Mole Tunnels Everywhere!
By Chris Williams on July 21, 2011.
Q. What do mole tunnels look like? I think that’s what I have all over my yard but I’ve never seen a mole. There are lots of holes, too. Do moles leave holes?
A. You don’t usually see moles. Moles spend almost all their time in their underground burrows, rarely coming to the surface. They are loners occupying a large home range. Moles like loose, moist soil with an abundance of grubs. They are rarely a problem where soil is hard, compact, and dry.
Certain characteristics of the burrows and runways can tell you if moles are the problem. Moles dig two types of tunnels: surface (hunting) tunnels and deep (nesting) tunnels. You can’t see the nesting tunnels but you may see a “mole hill,” a pushed up mound of soil nearby. Moles often nest and rest under mulched garden beds or compost piles. They then move from these areas out into the lawn. The surface tunnels that they travel through are shallow runways that can be seen as raised ridges on the ground. They are usually in areas that are shady and cool while the deeper nest tunnels are in higher, drier spots. Both types of tunnels are often found along edges of a fence, hedge, sidewalk, or other man-made border.
The twisting, hunting runways are 5 to 8 inches beneath the surface of the ground and 1-1/4 to 1-1/2 inches in diameter. These surface tunnels tend to be shallower in spring and fall during wet weather, and deeper in summer and winter during dry or cold weather. The mole uses its large front claws to “swim” through the soil in these runways searching for worms, grubs, and other insects.
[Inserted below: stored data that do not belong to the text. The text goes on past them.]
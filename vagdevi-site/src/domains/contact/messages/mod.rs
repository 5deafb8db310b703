pub mod subscriptions;

use iced::widget::text_editor;
use vagdevi_core::{Field, SubmitError};

#[derive(Debug, Clone)]
pub enum Message {
    // Form input
    Edit(Field, String),
    /// Cursor movement or typing inside the message editor
    MessageAction(text_editor::Action),
    PrefillSubject(String),

    // Submission
    Submit,
    Delivered(Result<(), SubmitError>),
    DismissError,
    StartOver,

    /// Checks whether the confirmation should give way to the form again
    Tick,
}

impl Message {
    pub fn name(&self) -> &'static str {
        match self {
            Self::Edit(_, _) => "Contact::Edit",
            Self::MessageAction(_) => "Contact::MessageAction",
            Self::PrefillSubject(_) => "Contact::PrefillSubject",
            Self::Submit => "Contact::Submit",
            Self::Delivered(_) => "Contact::Delivered",
            Self::DismissError => "Contact::DismissError",
            Self::StartOver => "Contact::StartOver",
            Self::Tick => "Contact::Tick",
        }
    }
}
//! Test doubles for the service seams.

pub mod stubs;
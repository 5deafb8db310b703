pub mod cache;
pub mod constants;
pub mod services;
pub mod testing;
Since surface hunting tunnels are often used only once or twice and then abandoned, the number of tunnels in an area is not a good indicator of the number of moles present. While it may look like there’s an entire army of moles working your yard, 3 to 5 moles/acre is considered a high population.
After rains or when mole surface tunnels have not been used for awhile, they begin caving in. Holes appear where the tunnel has collapsed, sometimes over a large area, and can be confused with rodent burrows. To determine which runways are active (this is important to know if you are going to be baiting or trapping), poke a hole in the runway with your finger or a dowel. An active runway will be repaired, usually within a few hours. If you kick a mole hill and find fresh dirt inside, that’s also a sign of recent activity.
Moles often get blamed for damage to plants and bulbs that is actually caused by voles or mice. Moles are insectivores and don’t eat plants. Voles are vegetarians and will clip off and feed on plants. Voles often use mole runways as travel routes to reach their food source (mostly seeds and roots). Mice and shrews use mole tunnels as well.